Le tribunal de grande instance de Nantes a autorisé ce lundi l’expulsion de onze familles et quatre agriculteurs demeurant sur la future zone aéroportuaire de Notre-Dame-des-Landes. Les familles ont toutefois obtenu un délai de deux mois pour partir et aucune astreinte financière n’est imposée par le juge. Les cheptels et biens des quatre exploitations agricoles, eux, peuvent, théoriquement, être saisis sans délai.

« On résistera, quitte à aller en prison »

Les habitants concernés sont évidemment « abattus » mais il est difficile, pour l’heure, de savoir avec certitude s’ils braveront la décision de justice.

« C’est une catastrophe pour les familles et pour l’agriculture. On a des vaches, on a semé des cultures. Deux mois pour déménager, c’est impossible. Faut être réaliste. Des sous pour partir, on n’en veut pas. Si les gendarmes se présentent, on résistera, quitte à aller en prison. On fera appel à nos soutiens », commente à chaud Sylvain Fresneau, agriculteur et habitant expulsable. Avant d’ajouter : « On a besoin de réfléchir, de digérer la nouvelle. »

« Mon père est né ici, ça va être très difficile »

« Nous sommes furieux, nous nous sentons méprisés, réagit Marcel Thebault, agriculteur vivant avec son épouse et deux enfants. Le délai est tout de même une bonne chose. Deux mois, ça nous laisse le temps de discuter en famille de ce qui est bien ou pas, ce qu’on peut faire supporter à nos enfants. Ça nous laisse aussi le temps de nous concerter entre agriculteurs, voir ensemble comment on peut porter cette épée de Damoclès. »

« La décision n’est pas à la hauteur de ce qu’on espérait, même si ça aurait pu être pire. Mon père a 84 ans, il va falloir qu’il déménage. Il est né ici. Ça va être très difficile. On doit y réfléchir ensemble », commente Dominique Fresneau, vice-président de l’Acipa, principale association opposée au projet d’aéroport.

La grande majorité avait accepté un départ amiable

Les propriétaires et locataires expulsables refusent de quitter leurs maisons et fermes situées sur la future zone aéroportuaire, alors qu’ils font l’objet d’une mesure d’expropriation depuis 2012.

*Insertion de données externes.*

fn create_idempotent(conn: &Connection, new: &NewMessage) -> Result<MessageRow, ChatError> {
    if let Some(key) = new.idempotency_key.as_deref() {
        if let Some(existing) = query_by_idempotency_key(conn, key).map_err(db_err)? {
            debug!("Idempotency key hit, returning message {}", existing.id);
            return owned_by_channel(existing, &new.channel_id);
        }
    }

    let id = Uuid::new_v4().to_string();
    match insert_message(conn, &id, new, now_nanos()) {
        Ok(row) => Ok(row),
        Err(err) => match new.idempotency_key.as_deref() {
            Some(key) if is_unique_violation(&err) => {
                debug!("Lost idempotency race on key {}, re-reading winner", key);
                let winner = query_by_idempotency_key(conn, key)
                    .map_err(db_err)?
                    .ok_or_else(|| {
                        ChatError::transient("idempotency key conflict but no stored row")
                    })?;
                owned_by_channel(winner, &new.channel_id)
            }
            _ => Err(db_err(err)),
        },
    }
}

/// A key only deduplicates within the channel that first used it; a stored
/// row from another channel is never handed back.
fn owned_by_channel(existing: MessageRow, channel_id: &str) -> Result<MessageRow, ChatError> {
    if existing.channel_id != channel_id {
        return Err(ChatError::invalid(
            "idempotency key already used in another channel",
        ));
    }
    Ok(existing)
}

/// Insert and return the stored row.
///
/// `created_at` is the later of `now` and one nanosecond past the channel's
/// newest message, computed inside the statement, so creation times within a
/// channel are strictly increasing.
fn insert_message(
    conn: &Connection,
    id: &str,
    new: &NewMessage,
    now: i64,
) -> rusqlite::Result<MessageRow> {
    let sql = format!(
        "INSERT INTO messages ({MESSAGE_COLUMNS})
         SELECT ?1, ?2, ?3, ?4, ?5, ts, ts, ?6
         FROM (SELECT MAX(?7, COALESCE(MAX(created_at) + 1, ?7)) AS ts
               FROM messages WHERE channel_id = ?2)
         RETURNING {MESSAGE_COLUMNS}"
    );
    conn.query_row(
        &sql,
        params![
            id,
            new.channel_id,
            new.user_id,
            new.content,
            new.message_type(),
            new.idempotency_key,
            now
        ],
        MessageRow::from_row,
    )
}

fn query_by_idempotency_key(conn: &Connection, key: &str) -> rusqlite::Result<Option<MessageRow>> {
    let sql = format!("SELECT {MESSAGE_COLUMNS} FROM messages WHERE idempotency_key = ?1");
    conn.prepare_cached(&sql)?
        .query_row([key], MessageRow::from_row)
        .optional()
}

pub(crate) fn query_message(
    conn: &Connection,
    message_id: &str,
    channel_id: &str,
) -> rusqlite::Result<Option<MessageRow>> {
    let sql = format!("SELECT {MESSAGE_COLUMNS} FROM messages WHERE id = ?1 AND channel_id = ?2");
    conn.prepare_cached(&sql)?
        .query_row([message_id, channel_id], MessageRow::from_row)
        .optional()
}

pub(crate) fn count_channel_messages(conn: &Connection, channel_id: &str) -> rusqlite::Result<i64> {
    conn.prepare_cached("SELECT COUNT(*) FROM messages WHERE channel_id = ?1")?
        .query_row([channel_id], |row| row.get(0))
}

fn query_channel(conn: &Connection, channel_id: &str) -> rusqlite::Result<Option<ChannelRow>> {
    let sql = format!("SELECT {CHANNEL_COLUMNS} FROM channels WHERE id = ?1");
    conn.prepare_cached(&sql)?
        .query_row([channel_id], ChannelRow::from_row)
        .optional()
}

fn query_is_member(conn: &Connection, channel_id: &str, user_id: &str) -> rusqlite::Result<bool> {
    conn.prepare_cached(
        "SELECT EXISTS(SELECT 1 FROM channel_members WHERE channel_id = ?1 AND user_id = ?2)",
    )?
    .query_row([channel_id, user_id], |row| row.get(0))
}
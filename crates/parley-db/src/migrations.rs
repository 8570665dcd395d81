use anyhow::Result;
use rusqlite::Connection;
use tracing::info;

/// Create the shard schema. Every shard carries the same tables; a channel's
/// rows only ever exist on the shard it routes to.
///
/// Timestamps are INTEGER unix nanoseconds.
pub fn run(conn: &Connection) -> Result<()> {
    conn.execute_batch(
        "
        CREATE TABLE IF NOT EXISTS channels (
            id          TEXT PRIMARY KEY,
            name        TEXT NOT NULL,
            type        TEXT NOT NULL DEFAULT 'public',
            created_by  TEXT NOT NULL,
            created_at  INTEGER NOT NULL,
            updated_at  INTEGER NOT NULL
        );

        CREATE TABLE IF NOT EXISTS channel_members (
            channel_id  TEXT NOT NULL REFERENCES channels(id) ON DELETE CASCADE,
            user_id     TEXT NOT NULL,
            role        TEXT NOT NULL DEFAULT 'member',
            joined_at   INTEGER NOT NULL,
            PRIMARY KEY (channel_id, user_id)
        );

        CREATE INDEX IF NOT EXISTS idx_channel_members_user
            ON channel_members(user_id);

        -- channel_id carries no foreign key: channel lookup may be served by
        -- a directory outside this shard
        CREATE TABLE IF NOT EXISTS messages (
            id               TEXT PRIMARY KEY,
            channel_id       TEXT NOT NULL,
            user_id          TEXT NOT NULL,
            content          TEXT NOT NULL,
            message_type     TEXT NOT NULL DEFAULT 'text',
            created_at       INTEGER NOT NULL,
            updated_at       INTEGER NOT NULL,
            idempotency_key  TEXT UNIQUE
        );

        CREATE INDEX IF NOT EXISTS idx_messages_channel_created
            ON messages(channel_id, created_at);
        ",
    )?;

    info!("Shard schema ready");
    Ok(())
}
use std::sync::Arc;

use chrono::{DateTime, Utc};
use tracing::{debug, warn};

use parley_db::{HistoryFilter, NewMessage, ShardRouter};
use parley_types::ChatError;
use parley_types::api::{HistoryRequest, MessagePage, ReadReceiptRequest, SendMessageRequest};
use parley_types::events::{ChannelEvent, channel_topic};
use parley_types::models::Message;

use crate::directory::ChannelDirectory;
use crate::publisher::EventPublisher;

/// Chat history and message creation on top of the sharded store.
///
/// Reads check, in order: request shape, channel existence, membership,
/// cursor and since-reference validity. The first failure is returned and
/// nothing is read from the store before membership passes.
#[derive(Clone)]
pub struct ChatService {
    router: Arc<ShardRouter>,
    directory: Arc<dyn ChannelDirectory>,
    publisher: Arc<dyn EventPublisher>,
}

impl ChatService {
    pub fn new(
        router: Arc<ShardRouter>,
        directory: Arc<dyn ChannelDirectory>,
        publisher: Arc<dyn EventPublisher>,
    ) -> Self {
        Self {
            router,
            directory,
            publisher,
        }
    }

    pub fn router(&self) -> &ShardRouter {
        &self.router
    }

    // -- Writes --

    /// Store a message for a channel member and notify live connections.
    /// Publication is best effort; the stored message is returned either way.
    pub async fn send_message(&self, req: SendMessageRequest) -> Result<Message, ChatError> {
        require("channel_id", &req.channel_id)?;
        require("user_id", &req.user_id)?;
        require("content", &req.content)?;
        require("idempotency_key", &req.idempotency_key)?;

        self.ensure_member(&req.channel_id, &req.user_id).await?;

        let message = self.router.create_message(NewMessage::from(req)).await?;
        debug!("Stored message {} in channel {}", message.id, message.channel_id);

        self.publish_message_event(&message);
        Ok(message)
    }

    /// Validate that a member can see `message_id`. Receipts themselves are
    /// not persisted.
    pub async fn mark_message_read(&self, req: &ReadReceiptRequest) -> Result<(), ChatError> {
        require("channel_id", &req.channel_id)?;
        require("user_id", &req.user_id)?;
        require("message_id", &req.message_id)?;

        self.ensure_member(&req.channel_id, &req.user_id).await?;
        self.router
            .get_message(&req.message_id, &req.channel_id)
            .await?;
        debug!("{} read {} in {}", req.user_id, req.message_id, req.channel_id);
        Ok(())
    }

    // -- Reads --

    pub async fn get_message_history(&self, req: &HistoryRequest) -> Result<MessagePage, ChatError> {
        let filter = self.validate_history(req).await?;
        self.router
            .list_messages(&req.channel_id, filter, req.limit)
            .await
    }

    pub async fn get_messages_since(
        &self,
        channel_id: &str,
        user_id: &str,
        since: DateTime<Utc>,
        limit: i64,
    ) -> Result<MessagePage, ChatError> {
        self.get_message_history(&HistoryRequest {
            channel_id: channel_id.to_string(),
            user_id: user_id.to_string(),
            since: Some(since),
            limit,
            ..HistoryRequest::default()
        })
        .await
    }

    pub async fn get_messages_since_id(
        &self,
        channel_id: &str,
        user_id: &str,
        since_id: &str,
        limit: i64,
    ) -> Result<MessagePage, ChatError> {
        require("since_id", since_id)?;
        self.get_message_history(&HistoryRequest {
            channel_id: channel_id.to_string(),
            user_id: user_id.to_string(),
            since_id: Some(since_id.to_string()),
            limit,
            ..HistoryRequest::default()
        })
        .await
    }

    pub async fn get_messages_with_cursor(
        &self,
        channel_id: &str,
        user_id: &str,
        cursor: &str,
        limit: i64,
    ) -> Result<MessagePage, ChatError> {
        self.get_message_history(&HistoryRequest {
            channel_id: channel_id.to_string(),
            user_id: user_id.to_string(),
            cursor: Some(cursor.to_string()),
            limit,
            ..HistoryRequest::default()
        })
        .await
    }

    /// Point read behind the same existence and membership checks as history.
    pub async fn get_message(
        &self,
        channel_id: &str,
        user_id: &str,
        message_id: &str,
    ) -> Result<Message, ChatError> {
        require("channel_id", channel_id)?;
        require("user_id", user_id)?;
        require("message_id", message_id)?;

        self.directory.get_channel(channel_id).await?;
        self.ensure_member(channel_id, user_id).await?;
        self.router.get_message(message_id, channel_id).await
    }

    /// Ping every shard.
    pub async fn health(&self) -> Result<(), ChatError> {
        self.router.ping_all().await
    }

    async fn validate_history(&self, req: &HistoryRequest) -> Result<HistoryFilter, ChatError> {
        require("channel_id", &req.channel_id)?;
        require("user_id", &req.user_id)?;
        HistoryFilter::check_combination(req)?;

        self.directory.get_channel(&req.channel_id).await?;
        self.ensure_member(&req.channel_id, &req.user_id).await?;

        let filter = HistoryFilter::from_request(req)?;
        if let HistoryFilter::SinceMessage(since_id) = &filter {
            self.router
                .get_message(since_id, &req.channel_id)
                .await
                .map_err(|e| match e {
                    ChatError::NotFound(_) => {
                        ChatError::not_found(format!("since message {}", since_id))
                    }
                    other => other,
                })?;
        }
        Ok(filter)
    }

    /// A failed membership lookup is never treated as membership.
    async fn ensure_member(&self, channel_id: &str, user_id: &str) -> Result<(), ChatError> {
        match self.directory.is_member(channel_id, user_id).await {
            Ok(true) => Ok(()),
            Ok(false) => Err(ChatError::denied("user is not a member of the channel")),
            Err(e) => {
                warn!("Membership check for {} in {} failed: {}", user_id, channel_id, e);
                Err(ChatError::denied(format!("failed to check channel membership: {}", e)))
            }
        }
    }

    fn publish_message_event(&self, message: &Message) {
        let topic = channel_topic(&message.channel_id);
        let event = ChannelEvent::message_created(message.clone());
        if let Err(e) = self.publisher.publish(&topic, &event) {
            warn!("Failed to publish message event for {}: {}", message.id, e);
        }
    }
}

fn require(field: &str, value: &str) -> Result<(), ChatError> {
    if value.trim().is_empty() {
        return Err(ChatError::invalid(format!("{} is required", field)));
    }
    Ok(())
}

AGO-Vinci, concessionnaire du futur aéroport, réclamait leur départ immédiat, assorti d’une astreinte financière quotidienne d’au moins 200 euros et d’une mise sous séquestre de leurs biens et cheptels s’ils refusent d’obtempérer.

Quelque 244 habitants de la future zone aéroportuaire et 35 agriculteurs avaient, eux, choisi d’accepter leur départ à l’amiable.